The genomic revolution has begun to unveil the enormous complexity and heterogeneity of the genetic basis of neurodevelopmental disorders such as such epilepsy, intellectual disability, autism spectrum disorder and schizophrenia. Increasingly, human mutations in synapse genes are being identified across these disorders. These neurodevelopmental synaptopathies highlight synaptic homeostasis pathways as a convergence point underlying disease mechanisms. Here, we review some of the key pre- and postsynaptic genes in which penetrant human mutations have been identified in neurodevelopmental disorders for which genetic rodent models have been generated. Specifically, we focus on the main behavioural phenotypes that have been documented in these animal models, to consolidate our current understanding of how synapse genes regulate key behavioural and cognitive domains. These studies provide insights into better understanding the basis of the overlapping genetic and cognitive heterogeneity observed in neurodevelopmental disorders.

Introduction

Neuroscience has been transformed by the genomic revolution, which has provided an unprecedented platform from which to unravel the brain and its disorders. Combined with advancements in whole exome and deep sequencing technologies, deciphering the genetic architecture of diseases using large patient cohorts is now routinely achievable. These methods have unveiled the enormous complexity and heterogeneity of the genetic basis of brain disorders. From these data, key overlapping molecular and cellular pathways that are impacted across mental disorders are emerging, with dysfunction at the synapse being a convergence point, leading to the idea of ‘synaptopathies’ (Grant, 2012) or diseases of the synapse to collectively view these disorders.

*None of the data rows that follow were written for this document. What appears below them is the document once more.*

//! Message stream record.
//!
//! Messages are immutable once created. A message with no `recipient_id`
//! is addressed to the whole group.

use std::fmt;
use std::str::FromStr;

use chrono::{DateTime, Utc};
use serde::{Deserialize, Serialize};
use uuid::Uuid;

use crate::stamp;

/// Prefix of ids assigned to messages before the remote store confirms them.
pub const LOCAL_ID_PREFIX: &str = "local-";

/// Kind of payload a message carries.
#[derive(Debug, Clone, Copy, Default, PartialEq, Eq, Hash, Serialize, Deserialize)]
#[serde(rename_all = "lowercase")]
pub enum MessageKind {
    /// Plain text.
    #[default]
    Text,
    /// Image attachment (content holds a reference).
    Image,
    /// File attachment (content holds a reference).
    File,
    /// Voice note (content holds a reference).
    Audio,
}

impl MessageKind {
    /// Returns the wire name of this kind.
    #[must_use]
    pub const fn as_str(self) -> &'static str {
        match self {
            Self::Text => "text",
            Self::Image => "image",
            Self::File => "file",
            Self::Audio => "audio",
        }
    }
}

impl fmt::Display for MessageKind {
    fn fmt(&self, f: &mut fmt::Formatter<'_>) -> fmt::Result {
        f.write_str(self.as_str())
    }
}

/// Error returned when parsing an unknown [`MessageKind`] name.
#[derive(Debug, Clone, PartialEq, Eq, thiserror::Error)]
#[error("unknown message kind: {0}")]
pub struct UnknownKind(pub String);

impl FromStr for MessageKind {
    type Err = UnknownKind;

    fn from_str(s: &str) -> Result<Self, Self::Err> {
        match s.trim().to_ascii_lowercase().as_str() {
            "text" => Ok(Self::Text),
            "image" => Ok(Self::Image),
            "file" => Ok(Self::File),
            "audio" => Ok(Self::Audio),
            other => Err(UnknownKind(other.to_string())),
        }
    }
}

/// A message in the shared message stream.
#[derive(Debug, Clone, PartialEq, Eq, Serialize, Deserialize)]
#[serde(rename_all = "camelCase")]
pub struct Message {
    /// Unique identifier (`local-` prefixed until the remote confirms it).
    pub id: String,
    /// Body text, or an attachment reference for non-text kinds.
    pub content: String,
    /// Sender identity. `None` when attribution was not representable remotely.
    pub sender_id: Option<String>,
    /// Sender display name.
    pub sender_name: String,
    /// Sender role tag.
    pub sender_role_tag: String,
    /// Direct recipient; `None` means the whole group.
    pub recipient_id: Option<String>,
    /// Payload kind.
    pub kind: MessageKind,
    /// Creation time.
    pub created_at: DateTime<Utc>,
    /// Read flag. Not touched by the merge engine.
    pub is_read: bool,
}

impl Message {
    /// Creates an optimistic local message with a `local-` id.
    #[must_use]
    pub fn new_local(
        content: impl Into<String>,
        sender_id: Option<String>,
        sender_name: impl Into<String>,
        sender_role_tag: impl Into<String>,
        recipient_id: Option<String>,
        kind: MessageKind,
        now: DateTime<Utc>,
    ) -> Self {
        Self {
            id: format!("{LOCAL_ID_PREFIX}{}", Uuid::now_v7()),
            content: content.into(),
            sender_id,
            sender_name: sender_name.into(),
            sender_role_tag: sender_role_tag.into(),
            recipient_id,
            kind,
            created_at: now,
            is_read: false,
        }
    }

    /// Returns `true` if the message is addressed to the whole group.
    #[must_use]
    pub const fn is_group(&self) -> bool {
        self.recipient_id.is_none()
    }

    /// Returns `true` if the id was assigned locally and never confirmed.
    #[must_use]
    pub fn is_local(&self) -> bool {
        self.id.starts_with(LOCAL_ID_PREFIX)
    }

    /// Builds a message from loosely-typed canonical JSON.
    ///
    /// Returns `None` when the id or content is missing or of the wrong
    /// type. Unknown kinds read as [`MessageKind::Text`]; unparsable
    /// timestamps become `now`.
    #[must_use]
    pub fn from_json(value: &serde_json::Value, now: DateTime<Utc>) -> Option<Self> {
        let loose: LooseMessage = serde_json::from_value(value.clone()).ok()?;
        if loose.id.trim().is_empty() {
            return None;
        }
        Some(Self {
            id: loose.id,
            content: loose.content,
            sender_id: loose.sender_id,
            sender_name: loose.sender_name.unwrap_or_default(),
            sender_role_tag: loose.sender_role_tag.unwrap_or_default(),
            recipient_id: loose.recipient_id.filter(|r| !r.is_empty()),
            kind: loose
                .kind
                .as_deref()
                .and_then(|k| k.parse().ok())
                .unwrap_or_default(),
            created_at: stamp::parse_or(loose.created_at.as_deref(), now),
            is_read: loose.is_read.unwrap_or(false),
        })
    }
}

/// Permissive mirror of [`Message`] used when reading untrusted JSON.
#[derive(Deserialize)]
#[serde(rename_all = "camelCase")]
struct LooseMessage {
    id: String,
    content: String,
    #[serde(default)]
    sender_id: Option<String>,
    #[serde(default)]
    sender_name: Option<String>,
    #[serde(default)]
    sender_role_tag: Option<String>,
    #[serde(default)]
    recipient_id: Option<String>,
    #[serde(default)]
    kind: Option<String>,
    #[serde(default)]
    created_at: Option<String>,
    #[serde(default)]
    is_read: Option<bool>,
}
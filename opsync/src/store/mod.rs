//! Durable local storage for canonical collections.
//!
//! Defines the [`RecordStore`] trait with two implementations:
//! - [`blob::BlobStore`]: one sled key per record kind holding the whole
//!   JSON-serialized collection. Always available.
//! - [`sql::SqlStore`]: one `SQLite` table per record kind with row-shaped
//!   columns. Optional; used for the efficient startup query.
//!
//! [`DurableStore`] composes the two. The blob copy is authoritative: it
//! seeds every collection it can be read for, and a SQL table that missed
//! a write is rewritten from it wholesale.
//!
//! Records cross this boundary as canonical camelCase JSON objects.

pub mod blob;
pub mod sql;

use std::collections::HashSet;
use std::fmt;
use std::path::Path;

use chrono::{DateTime, Utc};
use opsync_proto::peer::{MESSAGES_CHANNEL, TASKS_CHANNEL};
use opsync_proto::remote::Table;
use parking_lot::Mutex;
use serde_json::Value;

use blob::BlobStore;
use sql::SqlStore;

/// Errors that can occur during local storage operations.
#[derive(Debug, thiserror::Error)]
pub enum StoreError {
    /// The sled blob store failed.
    #[error("blob store error: {0}")]
    Blob(#[from] sled::Error),

    /// The `SQLite` store failed.
    #[error("sql store error: {0}")]
    Sql(#[from] rusqlite::Error),

    /// A stored collection could not be (de)serialized.
    #[error("serialization error: {0}")]
    Serialization(#[from] serde_json::Error),

    /// A record handed to the store is missing required fields.
    #[error("malformed {kind} record: {reason}")]
    Malformed {
        /// Kind of the offending record.
        kind: RecordKind,
        /// What was wrong.
        reason: String,
    },

    /// The store directory could not be created.
    #[error("failed to create store directory {path}: {source}")]
    CreateDir {
        /// Directory that was attempted.
        path: std::path::PathBuf,
        /// Underlying I/O error.
        source: std::io::Error,
    },
}

/// The record types kept in sync.
#[derive(Debug, Clone, Copy, PartialEq, Eq, Hash)]
pub enum RecordKind {
    /// The shared task list.
    Tasks,
    /// The message stream.
    Messages,
}

impl RecordKind {
    /// Namespaced blob-store key holding the serialized collection.
    #[must_use]
    pub const fn blob_key(self) -> &'static str {
        match self {
            Self::Tasks => "opsync:tasks",
            Self::Messages => "opsync:messages",
        }
    }

    /// Remote table (and `SQLite` table) for this kind.
    #[must_use]
    pub const fn table(self) -> Table {
        match self {
            Self::Tasks => Table::Tasks,
            Self::Messages => Table::Messages,
        }
    }

    /// Peer channel carrying this kind.
    #[must_use]
    pub const fn channel(self) -> &'static str {
        match self {
            Self::Tasks => TASKS_CHANNEL,
            Self::Messages => MESSAGES_CHANNEL,
        }
    }

    /// Maps a peer channel name back to a kind.
    #[must_use]
    pub fn from_channel(channel: &str) -> Option<Self> {
        match channel {
            TASKS_CHANNEL => Some(Self::Tasks),
            MESSAGES_CHANNEL => Some(Self::Messages),
            _ => None,
        }
    }
}

impl fmt::Display for RecordKind {
    fn fmt(&self, f: &mut fmt::Formatter<'_>) -> fmt::Result {
        f.write_str(self.table().as_str())
    }
}

/// Persistent, key-indexed storage for canonical collections.
///
/// Implementations must be idempotent: upserting the same record twice or
/// deleting an absent id leaves the store unchanged.
pub trait RecordStore: Send + Sync {
    /// Read every stored record of `kind`.
    ///
    /// # Errors
    ///
    /// Returns [`StoreError`] if the backing storage cannot be read.
    fn read_all(&self, kind: RecordKind) -> Result<Vec<Value>, StoreError>;

    /// Replace the whole stored collection of `kind`.
    ///
    /// # Errors
    ///
    /// Returns [`StoreError`] if the backing storage cannot be written.
    fn write_all(&self, kind: RecordKind, records: &[Value]) -> Result<(), StoreError>;

    /// Insert or replace one record, keyed by its `id`.
    ///
    /// # Errors
    ///
    /// Returns [`StoreError`] on storage failure or a record without an id.
    fn upsert_row(&self, kind: RecordKind, record: &Value) -> Result<(), StoreError>;

    /// Delete one record by id. Deleting an absent id succeeds.
    ///
    /// # Errors
    ///
    /// Returns [`StoreError`] on storage failure.
    fn delete_row(&self, kind: RecordKind, id: &str) -> Result<(), StoreError>;

    /// Return up to `limit` records, newest `createdAt` first.
    ///
    /// # Errors
    ///
    /// Returns [`StoreError`] if the backing storage cannot be read.
    fn query_recent(&self, kind: RecordKind, limit: usize) -> Result<Vec<Value>, StoreError>;

    /// Delete records created before `cutoff`, returning how many went.
    ///
    /// Stores that are always rewritten whole may rely on the writer to
    /// prune and keep this default.
    ///
    /// # Errors
    ///
    /// Returns [`StoreError`] on storage failure.
    fn prune_before(&self, _kind: RecordKind, _cutoff: DateTime<Utc>) -> Result<usize, StoreError> {
        Ok(0)
    }
}
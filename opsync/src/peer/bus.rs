//! In-process peer bus.
//!
//! Every [`BusPeer`] joined to the same [`PeerBus`] hears every other one,
//! the way processes on one network hear each other's multicast.
//! Datagrams go through the wire encoding, so size limits match the UDP
//! channel.

use opsync_proto::peer::{self, PeerDatagram, PeerPayload};
use tokio::sync::broadcast;

use super::{PeerChannel, PeerError, new_origin};

/// Default number of datagrams buffered per receiver.
const BUS_CAPACITY: usize = 256;

/// A shared in-process broadcast medium.
#[derive(Debug, Clone)]
pub struct PeerBus {
    tx: broadcast::Sender<PeerDatagram>,
}

impl Default for PeerBus {
    fn default() -> Self {
        Self::new()
    }
}

impl PeerBus {
    /// Creates an empty bus.
    #[must_use]
    pub fn new() -> Self {
        Self {
            tx: broadcast::channel(BUS_CAPACITY).0,
        }
    }

    /// Joins the bus with a fresh origin.
    #[must_use]
    pub fn join(&self) -> BusPeer {
        BusPeer {
            origin: new_origin(),
            tx: self.tx.clone(),
        }
    }
}

/// One participant on a [`PeerBus`].
#[derive(Debug)]
pub struct BusPeer {
    origin: String,
    tx: broadcast::Sender<PeerDatagram>,
}

impl PeerChannel for BusPeer {
    fn origin(&self) -> &str {
        &self.origin
    }

    fn publish(&self, channel: &str, payload: PeerPayload) -> Result<(), PeerError> {
        let datagram = PeerDatagram {
            channel: channel.to_string(),
            origin: self.origin.clone(),
            payload,
        };
        let bytes = peer::encode(&datagram)?;
        let datagram = peer::decode(&bytes)?;
        // no listeners is not an error on a broadcast medium
        let _ = self.tx.send(datagram);
        Ok(())
    }

    fn subscribe(&self) -> broadcast::Receiver<PeerDatagram> {
        self.tx.subscribe()
    }
}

The burden of mental health diseases, particularly neurodevelopmental disorders that affect individuals across the lifespan are enormous, and pose greater financial and societal impacts than almost all other disorders. Human mutations in genes encoding synaptic proteins are being increasingly identified in neurodevelopmental disorders, such as epilepsy, intellectual disability, autism spectrum disorder and schizophrenia. While these disorders each present with unique symptoms (e.g. seizures in epilepsy), importantly they also all exhibit cognitive and behavioural symptoms which potentially lie at the heart of the disorder. Moreover, there is increasing appreciation for the overlapping co-morbidities between these disorders, as well as the large genetic heterogeneity observed within these disorders. As highlighted in Fig. 1, mutations in both pre- and postsynaptic genes have been reported to impact the same disorder and furthermore, mutations in the same gene are documented in more than one disorder. Therefore, viewing these disorders collectively through their common underlying mechanisms may be the key to effectively developing therapies that will address the overlapping symptoms observed across disorders.

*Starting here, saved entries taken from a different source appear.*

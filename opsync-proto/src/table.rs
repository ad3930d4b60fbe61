//! In-memory row table with the remote store's write semantics.
//!
//! Shared by the relay server and by in-process test doubles so both
//! assign ids, stamp `created_at`, and merge patches the same way.

use std::collections::BTreeMap;

use chrono::{DateTime, Utc};
use serde_json::{Map, Value};
use uuid::Uuid;

use crate::stamp;

/// Why a row operation was refused.
#[derive(Debug, Clone, PartialEq, Eq, thiserror::Error)]
pub enum RowError {
    /// The row or patch is not a JSON object.
    #[error("row must be a JSON object")]
    NotAnObject,
    /// No row has the given id.
    #[error("no row with id {0}")]
    NotFound(String),
}

/// Rows of one table keyed by `id`.
#[derive(Debug, Clone, Default)]
pub struct RowTable {
    rows: BTreeMap<String, Map<String, Value>>,
}

impl RowTable {
    /// Creates an empty table.
    #[must_use]
    pub fn new() -> Self {
        Self::default()
    }

    /// Number of rows.
    #[must_use]
    pub fn len(&self) -> usize {
        self.rows.len()
    }

    /// Whether the table is empty.
    #[must_use]
    pub fn is_empty(&self) -> bool {
        self.rows.is_empty()
    }

    /// The row with `id`.
    #[must_use]
    pub fn get(&self, id: &str) -> Option<Value> {
        self.rows.get(id).cloned().map(Value::Object)
    }

    /// Inserts or replaces a row.
    ///
    /// A missing or empty `id` gets a fresh UUID v4; a missing
    /// `created_at` is stamped with `now`. Returns the stored row.
    ///
    /// # Errors
    ///
    /// Returns [`RowError::NotAnObject`] if `row` is not an object.
    pub fn insert(&mut self, row: Value, now: DateTime<Utc>) -> Result<Value, RowError> {
        let Value::Object(mut row) = row else {
            return Err(RowError::NotAnObject);
        };
        let id = match row.get("id").and_then(Value::as_str) {
            Some(id) if !id.is_empty() => id.to_string(),
            _ => {
                let id = Uuid::new_v4().to_string();
                row.insert("id".into(), Value::String(id.clone()));
                id
            }
        };
        if !row.get("created_at").is_some_and(Value::is_string) {
            row.insert("created_at".into(), Value::String(stamp::format(&now)));
        }
        self.rows.insert(id, row.clone());
        Ok(Value::Object(row))
    }

    /// Merges `patch` into the row with `id`. `id` itself cannot change.
    ///
    /// # Errors
    ///
    /// Returns [`RowError::NotFound`] for an absent row and
    /// [`RowError::NotAnObject`] for a non-object patch.
    pub fn update(&mut self, id: &str, patch: Value) -> Result<Value, RowError> {
        let Value::Object(patch) = patch else {
            return Err(RowError::NotAnObject);
        };
        let row = self
            .rows
            .get_mut(id)
            .ok_or_else(|| RowError::NotFound(id.to_string()))?;
        for (key, value) in patch {
            if key != "id" {
                row.insert(key, value);
            }
        }
        Ok(Value::Object(row.clone()))
    }

    /// Deletes the row with `id`, returning whether it existed.
    pub fn delete(&mut self, id: &str) -> bool {
        self.rows.remove(id).is_some()
    }

    /// Up to `limit` rows created at or after `since`, newest first.
    ///
    /// Rows with an unparsable `created_at` are always included.
    #[must_use]
    pub fn fetch_since(&self, since: Option<DateTime<Utc>>, limit: usize) -> Vec<Value> {
        let mut rows: Vec<(Option<DateTime<Utc>>, &Map<String, Value>)> = self
            .rows
            .values()
            .map(|row| {
                let created = row
                    .get("created_at")
                    .and_then(Value::as_str)
                    .and_then(stamp::parse);
                (created, row)
            })
            .filter(|(created, _)| match (since, created) {
                (Some(since), Some(created)) => *created >= since,
                _ => true,
            })
            .collect();
        rows.sort_by(|a, b| b.0.cmp(&a.0));
        rows.into_iter()
            .take(limit)
            .map(|(_, row)| Value::Object(row.clone()))
            .collect()
    }
}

Animal models of disorders are essential in elucidating underlying disease mechanisms and most importantly, for the development of effective therapies for the complex cognitive symptoms that are core to many brain disorders. Modelling human behaviour and cognition in animals is complex, however rodent models provide practical and powerful model systems to dissect these complexities due to their highly conserved genomic mechanisms.

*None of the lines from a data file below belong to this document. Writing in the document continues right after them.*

//! The synchronizer: one canonical collection, one persisted mirror.
//!
//! Every transport funnels into [`Synchronizer::upsert`],
//! [`Synchronizer::remove`], or [`Synchronizer::merge_batch`]. The
//! collection and its write to the [`DurableStore`] happen under one
//! `parking_lot::Mutex`; subscribers are notified after it is released,
//! so a handler may call back in.

use std::fmt;
use std::sync::atomic::{AtomicU64, Ordering};
use std::sync::{Arc, Weak};

use chrono::{DateTime, TimeDelta, Utc};
use parking_lot::Mutex;

use super::collection::Collection;
use super::record::Record;
use super::retention::RetentionPolicy;
use crate::store::DurableStore;

/// Which transport delivered a mutation.
#[derive(Debug, Clone, Copy, PartialEq, Eq)]
pub enum Origin {
    /// A caller of this process.
    Local,
    /// The same-network peer channel.
    Peer,
    /// The remote store (push feed, poll, or a write reply).
    Remote,
}

/// A change observed by subscribers.
#[derive(Debug, Clone, PartialEq)]
pub enum SyncEvent<T> {
    /// A record was inserted or replaced.
    Upsert(T),
    /// A record was removed.
    Delete(String),
    /// A batch changed the collection; re-read it.
    Sync,
}

/// Outcome of a single upsert.
#[derive(Debug, Clone, PartialEq, Eq)]
pub enum Applied {
    /// New id.
    Inserted,
    /// Existing id overwritten.
    Replaced,
    /// A remote copy replaced the optimistic record `local_id`.
    Reconciled {
        /// Id of the optimistic record that was replaced.
        local_id: String,
    },
    /// Identical to what was already held; nothing written.
    Unchanged,
    /// Older than the archive cutoff; dropped.
    Archived,
}

/// Merge tunables shared by every synchronizer of a client.
#[derive(Debug, Clone, Copy, PartialEq, Eq)]
pub struct SyncPolicy {
    /// Archive and visibility windows.
    pub retention: RetentionPolicy,
    /// Window for matching a remote message to its optimistic copy.
    pub dedup_window: TimeDelta,
}

impl Default for SyncPolicy {
    fn default() -> Self {
        Self {
            retention: RetentionPolicy::default(),
            dedup_window: TimeDelta::seconds(5),
        }
    }
}

type Handler<T> = Arc<dyn Fn(&SyncEvent<T>) + Send + Sync>;
type Handlers<T> = Mutex<Vec<(u64, Handler<T>)>>;

/// Handle returned by [`Synchronizer::subscribe`].
///
/// Dropping it keeps the handler registered; call
/// [`unsubscribe`](Self::unsubscribe) to stop receiving events.
#[must_use = "dropping a Subscription does not unsubscribe"]
pub struct Subscription {
    cancel: Box<dyn FnOnce() + Send>,
}

impl Subscription {
    /// Removes the handler.
    pub fn unsubscribe(self) {
        (self.cancel)();
    }
}

impl fmt::Debug for Subscription {
    fn fmt(&self, f: &mut fmt::Formatter<'_>) -> fmt::Result {
        f.debug_struct("Subscription").finish_non_exhaustive()
    }
}

/// Canonical collection of one record type plus its durable mirror.
pub struct Synchronizer<T: Record> {
    items: Mutex<Collection<T>>,
    store: Arc<DurableStore>,
    policy: SyncPolicy,
    handlers: Arc<Handlers<T>>,
    next_handler: AtomicU64,
}

impl<T: Record> Synchronizer<T> {
    /// Seeds a synchronizer from the store.
    ///
    /// Loads the whole stored collection, drops malformed and archived
    /// ones, and writes the cleaned collection back if anything was dropped.
    /// Read-side caps belong to the views, never to the canonical copy.
    pub fn open(store: Arc<DurableStore>, policy: SyncPolicy) -> Self {
        let now = Utc::now();
        let raw = store.load(T::KIND);
        let total = raw.len();
        let parsed = raw.iter().filter_map(|value| {
            let record = T::from_json(value, now);
            if record.is_none() {
                tracing::debug!(kind = %T::KIND, "dropping malformed stored record");
            }
            record
        });
        let mut items = Collection::from_records(parsed.map(|mut r| {
            r.normalize();
            r
        }));
        let archived = items.prune(policy.retention.archive_cutoff(now));

        let sync = Self {
            items: Mutex::new(Collection::new()),
            store,
            policy,
            handlers: Arc::new(Mutex::new(Vec::new())),
            next_handler: AtomicU64::new(1),
        };
        if items.len() != total {
            tracing::info!(
                kind = %T::KIND,
                loaded = total,
                kept = items.len(),
                archived,
                "cleaned stored collection"
            );
            sync.write_back(&items, now);
        }
        tracing::debug!(kind = %T::KIND, count = items.len(), "collection loaded");
        *sync.items.lock() = items;
        sync
    }

    /// The policy this synchronizer applies.
    #[must_use]
    pub const fn policy(&self) -> &SyncPolicy {
        &self.policy
    }

    /// The durable store behind this collection.
    #[must_use]
    pub const fn store(&self) -> &Arc<DurableStore> {
        &self.store
    }

    /// Inserts or overwrites `record` (last observed write wins).
    ///
    /// A remote message that matches an optimistic local copy replaces it;
    /// see [`Record::is_echo_of`].
    pub fn upsert(&self, record: T, origin: Origin) -> Applied {
        let now = Utc::now();
        let (applied, record) = {
            let mut items = self.items.lock();
            let (applied, record) = self.apply(&mut items, record, origin, now);
            match &applied {
                Applied::Unchanged | Applied::Archived => {}
                Applied::Reconciled { local_id } => {
                    self.archive(&mut items, now);
                    self.persist_delete(&items, local_id);
                    self.persist_upsert(&items, &record);
                }
                Applied::Inserted | Applied::Replaced => {
                    self.archive(&mut items, now);
                    self.persist_upsert(&items, &record);
                }
            }
            (applied, record)
        };
        tracing::debug!(kind = %T::KIND, id = record.id(), ?origin, ?applied, "upsert");

        match &applied {
            Applied::Unchanged | Applied::Archived => {}
            Applied::Reconciled { local_id } => {
                self.notify(&SyncEvent::Delete(local_id.clone()));
                self.notify(&SyncEvent::Upsert(record));
            }
            Applied::Inserted | Applied::Replaced => self.notify(&SyncEvent::Upsert(record)),
        }
        applied
    }

    /// Removes the record with `id`. Returns `false` (and emits nothing)
    /// if it was not present.
    pub fn remove(&self, id: &str, origin: Origin) -> bool {
        let now = Utc::now();
        let removed = {
            let mut items = self.items.lock();
            let removed = items.remove(id).is_some();
            if removed {
                self.archive(&mut items, now);
                self.persist_delete(&items, id);
            }
            removed
        };
        tracing::debug!(kind = %T::KIND, id, ?origin, removed, "remove");
        if removed {
            self.notify(&SyncEvent::Delete(id.to_string()));
        }
        removed
    }

    /// Applies many records under one lock with a single write.
    ///
    /// Emits one [`SyncEvent::Sync`] and returns `true` only if the
    /// collection signature changed.
    pub fn merge_batch(&self, records: Vec<T>, origin: Origin) -> bool {
        let now = Utc::now();
        let count = records.len();
        let changed = {
            let mut items = self.items.lock();
            let before = items.signature();
            for record in records {
                self.apply(&mut items, record, origin, now);
            }
            items.prune(self.policy.retention.archive_cutoff(now));
            let changed = items.signature() != before;
            if changed {
                self.write_back(&items, now);
            }
            changed
        };
        tracing::debug!(kind = %T::KIND, ?origin, count, changed, "merge batch");
        if changed {
            self.notify(&SyncEvent::Sync);
        }
        changed
    }

    /// The rendered view: archive-pruned and visibility-filtered.
    #[must_use]
    pub fn get_all(&self) -> Vec<T> {
        let now = Utc::now();
        let visibility = self.policy.retention.visibility_cutoff(now);
        let mut items = self.items.lock();
        self.archive(&mut items, now);
        items
            .as_slice()
            .iter()
            .filter(|r| !r.hidden(visibility))
            .cloned()
            .collect()
    }

    /// The whole canonical collection, hidden records included.
    #[must_use]
    pub fn snapshot(&self) -> Vec<T> {
        self.items.lock().as_slice().to_vec()
    }

    /// The record with `id`, hidden or not.
    #[must_use]
    pub fn get(&self, id: &str) -> Option<T> {
        self.items.lock().get(id).cloned()
    }

    /// Signature of the current collection.
    #[must_use]
    pub fn signature(&self) -> String {
        self.items.lock().signature()
    }

    /// Registers `handler` for every future change.
    pub fn subscribe(&self, handler: impl Fn(&SyncEvent<T>) + Send + Sync + 'static) -> Subscription {
        let id = self.next_handler.fetch_add(1, Ordering::Relaxed);
        self.handlers.lock().push((id, Arc::new(handler)));
        let handlers: Weak<Handlers<T>> = Arc::downgrade(&self.handlers);
        Subscription {
            cancel: Box::new(move || {
                if let Some(handlers) = handlers.upgrade() {
                    handlers.lock().retain(|(h, _)| *h != id);
                }
            }),
        }
    }

    fn apply(
        &self,
        items: &mut Collection<T>,
        mut record: T,
        origin: Origin,
        now: DateTime<Utc>,
    ) -> (Applied, T) {
        record.normalize();
        if record.created_at() < self.policy.retention.archive_cutoff(now) {
            return (Applied::Archived, record);
        }
        match items.get(record.id()).map(|existing| *existing == record) {
            Some(true) => return (Applied::Unchanged, record),
            Some(false) if T::IMMUTABLE && origin == Origin::Remote => {
                return (Applied::Unchanged, record);
            }
            Some(false) => {
                items.upsert(record.clone());
                return (Applied::Replaced, record);
            }
            None => {}
        }
        // A peer's optimistic copy that arrives after its remote echo.
        if origin == Origin::Peer && items.is_confirmed_elsewhere(&record, self.policy.dedup_window) {
            return (Applied::Unchanged, record);
        }
        if origin == Origin::Remote
            && let Some(index) = items.find_echo(&record, self.policy.dedup_window)
        {
            let old = items.replace_at(index, record.clone());
            return (
                Applied::Reconciled {
                    local_id: old.id().to_string(),
                },
                record,
            );
        }
        items.upsert(record.clone());
        (Applied::Inserted, record)
    }

    /// Drops archived records, mirroring the drop to the store.
    fn archive(&self, items: &mut Collection<T>, now: DateTime<Utc>) {
        if items.prune(self.policy.retention.archive_cutoff(now)) > 0 {
            self.write_back(items, now);
        }
    }

    fn write_back(&self, items: &Collection<T>, now: DateTime<Utc>) {
        let Some(json) = self.serialize(items) else {
            return;
        };
        if let Err(e) = self.store.write_all(T::KIND, &json) {
            tracing::warn!(kind = %T::KIND, error = %e, "failed to persist collection");
        }
        self.store
            .prune_before(T::KIND, self.policy.retention.archive_cutoff(now));
    }

    fn persist_upsert(&self, items: &Collection<T>, record: &T) {
        let (Some(json), Ok(row)) = (self.serialize(items), record.to_json()) else {
            return;
        };
        if let Err(e) = self.store.persist_upsert(T::KIND, &json, &row) {
            tracing::warn!(kind = %T::KIND, id = record.id(), error = %e, "failed to persist upsert");
        }
    }

    fn persist_delete(&self, items: &Collection<T>, id: &str) {
        let Some(json) = self.serialize(items) else {
            return;
        };
        if let Err(e) = self.store.persist_delete(T::KIND, &json, id) {
            tracing::warn!(kind = %T::KIND, id, error = %e, "failed to persist delete");
        }
    }

    fn serialize(&self, items: &Collection<T>) -> Option<Vec<serde_json::Value>> {
        match items.to_json() {
            Ok(json) => Some(json),
            Err(e) => {
                tracing::warn!(kind = %T::KIND, error = %e, "failed to serialize collection");
                None
            }
        }
    }

    fn notify(&self, event: &SyncEvent<T>) {
        let handlers: Vec<Handler<T>> = self
            .handlers
            .lock()
            .iter()
            .map(|(_, h)| Arc::clone(h))
            .collect();
        for handler in handlers {
            handler(event);
        }
    }
}

impl<T: Record> fmt::Debug for Synchronizer<T> {
    fn fmt(&self, f: &mut fmt::Formatter<'_>) -> fmt::Result {
        f.debug_struct("Synchronizer")
            .field("kind", &T::KIND)
            .field("len", &self.items.lock().len())
            .finish_non_exhaustive()
    }
}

A plethora of rodent models to understand gene mutations and dysfunction have been generated and characterised over the last 25 years. Here, we review some of the key pre- and postsynaptic genes in which 1) penetrant mutations have been identified in individuals diagnosed with developmental disorders (namely, epilepsy, intellectual disability, autism spectrum disorder and schizophrenia) and 2) where mouse models with mutations in these same pre- and postsynaptic genes have been generated and characterised. In particular, we focus on the key behavioural and cognitive phenotypes that have been documented with a goal to highlight our current understanding from these animal models on the importance of these genes in regulating behaviour and cognition.

Section snippets

Rodent tests commonly employed to assess behaviour and cognition

A range of behavioural and cognitive tests to assess mice and rats have been developed. In this review, we will focus on the main phenotypes in the genetic models discussed below reported using the most common behavioural tests employed across these studies. While it is beyond the scope of the current review to discuss in detail the breadth of rodent behavioural tests available (for comprehensive reviews of these assays see Crawley, 2007, Silverman et al., 2011), for readers unfamiliar with

Synapsins (SYN1/2)

Synapsins are a family of three genes (SYN1, 2, 3 or SYNI, II, III) encoding proteins that tether synaptic vesicles to the cytoskeleton in the presynaptic terminal and play important roles in regulating the availability of synaptic vesicles for neurotransmitter release (Cesca et al., 2010). Loss-of-function mutations in the SYN1 gene, located on the X-chromosome encoding the synapsin 1 protein, have been found in males with epilepsy (Garcia, 2004, Fassio et al., 2011) and autism spectrum

Neuroligins

Neuroligins are a family of cell adhesion proteins localised postsynaptically at excitatory and/or inhibitory synapses to form trans-synaptic contacts with neurexins, located presynaptically, triggering the assembly of multiprotein pre- and postsynaptic networks (Sudhof, 2008, Bemben et al., 2015). Five neuroligin genes have been identified in humans (NLGN1–4, and NLGN4Y), with 4 homologues present in other mammals (Nlgn1–4).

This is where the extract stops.